The Third Circuit’s opinion defining the scope of FCA liability based on an alleged Anti-Kickback Statute violation comes in the midst of DOJ scrutiny of pharmaceutical manufacturers’ donations to charities as well as recent Department of Health and Human Services Office of Inspector General (HHS-OIG) actions modifying and rescinding advisory opinions related to such charitable contributions.

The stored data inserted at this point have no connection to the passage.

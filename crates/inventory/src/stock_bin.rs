use chrono::{DateTime, Utc};
use rust_decimal::Decimal;
use serde::{Deserialize, Serialize};

use stockhold_core::{Aggregate, AggregateId, AggregateRoot, DomainError, StockKey};
use stockhold_events::Event;

/// Stream family for stock bins.
pub const STOCK_BIN_STREAM: &str = "stock.bin";

/// Aggregate root: StockBin, the physical on-hand quantity of one item in one warehouse.
///
/// This is the write side of the physical stock source. The reservation
/// ledger never mutates it; it only reads the projected on-hand quantity.
#[derive(Debug, Clone, PartialEq, Eq)]
pub struct StockBin {
    id: AggregateId,
    key: StockKey,
    on_hand: Decimal,
    version: u64,
    opened: bool,
}

impl StockBin {
    /// Create an empty, not-yet-opened bin for rehydration.
    pub fn empty(key: StockKey) -> Self {
        Self {
            id: key.stream_id(STOCK_BIN_STREAM),
            key,
            on_hand: Decimal::ZERO,
            version: 0,
            opened: false,
        }
    }

    pub fn key(&self) -> &StockKey {
        &self.key
    }

    pub fn on_hand(&self) -> Decimal {
        self.on_hand
    }

    pub fn is_opened(&self) -> bool {
        self.opened
    }
}

impl AggregateRoot for StockBin {
    type Id = AggregateId;

    fn id(&self) -> &Self::Id {
        &self.id
    }

    fn version(&self) -> u64 {
        self.version
    }
}

/// Command: OpenBin.
#[derive(Debug, Clone, PartialEq, Eq, Serialize, Deserialize)]
pub struct OpenBin {
    pub key: StockKey,
    pub occurred_at: DateTime<Utc>,
}

/// Command: PostStockMovement (receipt when positive, issue when negative).
#[derive(Debug, Clone, PartialEq, Eq, Serialize, Deserialize)]
pub struct PostStockMovement {
    pub key: StockKey,
    pub delta: Decimal,
    /// Stock ledger voucher that moved the goods (purchase receipt, delivery note, ...).
    pub voucher_no: String,
    pub occurred_at: DateTime<Utc>,
}

#[derive(Debug, Clone, PartialEq, Eq, Serialize, Deserialize)]
pub enum StockBinCommand {
    OpenBin(OpenBin),
    PostStockMovement(PostStockMovement),
}

/// Event: BinOpened.
#[derive(Debug, Clone, PartialEq, Eq, Serialize, Deserialize)]
pub struct BinOpened {
    pub key: StockKey,
    pub occurred_at: DateTime<Utc>,
}

/// Event: StockPosted.
#[derive(Debug, Clone, PartialEq, Eq, Serialize, Deserialize)]
pub struct StockPosted {
    pub key: StockKey,
    pub delta: Decimal,
    pub voucher_no: String,
    pub occurred_at: DateTime<Utc>,
}

#[derive(Debug, Clone, PartialEq, Eq, Serialize, Deserialize)]
pub enum StockBinEvent {
    BinOpened(BinOpened),
    StockPosted(StockPosted),
}

impl StockBinEvent {
    pub fn key(&self) -> &StockKey {
        match self {
            StockBinEvent::BinOpened(e) => &e.key,
            StockBinEvent::StockPosted(e) => &e.key,
        }
    }
}

impl Event for StockBinEvent {
    fn event_type(&self) -> &'static str {
        match self {
            StockBinEvent::BinOpened(_) => "stock.bin.opened",
            StockBinEvent::StockPosted(_) => "stock.bin.posted",
        }
    }

    fn version(&self) -> u32 {
        1
    }

    fn occurred_at(&self) -> DateTime<Utc> {
        match self {
            StockBinEvent::BinOpened(e) => e.occurred_at,
            StockBinEvent::StockPosted(e) => e.occurred_at,
        }
    }
}

impl Aggregate for StockBin {
    type Command = StockBinCommand;
    type Event = StockBinEvent;
    type Error = DomainError;

    fn apply(&mut self, event: &Self::Event) {
        match event {
            StockBinEvent::BinOpened(e) => {
                self.key = e.key.clone();
                self.on_hand = Decimal::ZERO;
                self.opened = true;
            }
            StockBinEvent::StockPosted(e) => {
                self.on_hand += e.delta;
            }
        }

        self.version += 1;
    }

    fn handle(&self, command: &Self::Command) -> Result<Vec<Self::Event>, Self::Error> {
        match command {
            StockBinCommand::OpenBin(cmd) => self.handle_open(cmd),
            StockBinCommand::PostStockMovement(cmd) => self.handle_post(cmd),
        }
    }
}

impl StockBin {
    fn ensure_key(&self, key: &StockKey) -> Result<(), DomainError> {
        if &self.key != key {
            return Err(DomainError::invariant("stock key mismatch"));
        }
        Ok(())
    }

    fn handle_open(&self, cmd: &OpenBin) -> Result<Vec<StockBinEvent>, DomainError> {
        if self.opened {
            return Err(DomainError::conflict("bin already opened"));
        }
        self.ensure_key(&cmd.key)?;
        if cmd.key.item_code.as_str().trim().is_empty() {
            return Err(DomainError::validation("item_code cannot be empty"));
        }
        if cmd.key.warehouse.as_str().trim().is_empty() {
            return Err(DomainError::validation("warehouse cannot be empty"));
        }
        Ok(vec![StockBinEvent::BinOpened(BinOpened {
            key: cmd.key.clone(),
            occurred_at: cmd.occurred_at,
        })])
    }

    fn handle_post(&self, cmd: &PostStockMovement) -> Result<Vec<StockBinEvent>, DomainError> {
        if !self.opened {
            return Err(DomainError::not_found());
        }
        self.ensure_key(&cmd.key)?;

        if cmd.delta.is_zero() {
            return Err(DomainError::validation("delta cannot be zero"));
        }

        if self.on_hand + cmd.delta < Decimal::ZERO {
            return Err(DomainError::invariant("on-hand stock cannot go negative"));
        }

        Ok(vec![StockBinEvent::StockPosted(StockPosted {
            key: cmd.key.clone(),
            delta: cmd.delta,
            voucher_no: cmd.voucher_no.clone(),
            occurred_at: cmd.occurred_at,
        })])
    }
}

Several pharmaceutical manufacturers have publicly disclosed that they have received subpoenas from DOJ requesting information related to donations to various charities operating patient assistance programs. In December 2017, DOJ announced that pharmaceutical company United Therapeutics Corp. agreed to pay $210 million to resolve claims that it used a charitable foundation as a conduit to pay kickbacks in the form of co-pays for Medicare patients taking United Therapeutics’ hypertension drugs in violation of the FCA. The recently appointed U.S. Attorney for Massachusetts, Andrew Lelling, explained why his office will continue to focus on pharmaceutical manufacturers’ charitable donations to patient assistance programs: “We perceive this as a problem. [I]t’s essentially a way to distort the pay structure for Medicaid when it comes to these kinds of drugs, and that seems like an issue.”1
HHS-OIG has also shown a keen interest in charitable donations by pharmaceutical manufacturers and recently modified advisory opinions related to the operation of patient assistance programs. In November 2017, just a month before DOJ announced the United Therapeutics settlement, HHS-OIG rescinded an advisory opinion it initially issued to a charity in 2006 and had updated in 2015. In doing so, HHS-OIG cited “the risk that [the charity] served as a conduit for financial assistance from a pharmaceutical manufacturer donor to a patient, and thus increased the risk that the patients who sought assistance from [the charity] would be steered to federally reimbursable drugs that the manufacturer donor sold.”2 As a result of the rescinded advisory opinion, that charity announced it would not provide financial assistance to patients in 2018.3
Earlier this month, on January 8, 2018, Patient Services, Inc. (PSI), a charity that operates patient assistance programs, sued HHS and the HHS inspector general in federal court, claiming that a modified advisory opinion HHS-OIG issued in 2017 placed unconstitutional restrictions on PSI’s First Amendment right to free speech.4 The modified advisory opinion required PSI to certify that it would not solicit suggestions from donors regarding the identification or delineation of disease funds and would not establish or modify funds for specific diseases at the request or suggestion of donors with a financial interest in the funds. The modified advisory opinion further required PSI to certify that it would not provide information to donors that would enable a donor to correlate its donations with the number of patients or the medical conditions of patients who use its products or services. PSI’s complaint claims that these provisions create an unconstitutional restraint on PSI’s right to free speech and that compliance with them would interfere with PSI’s charitable mission of providing financial assistance to patients lacking the resources to pay for life-saving treatments.
While charitable contributions to potential referral sources will likely remain a focus of DOJ and HHS-OIG scrutiny, the Third Circuit’s Greenfield opinion establishes that charitable donations cannot form the basis of FCA liability absent a link between the contribution and a specific claim for payment.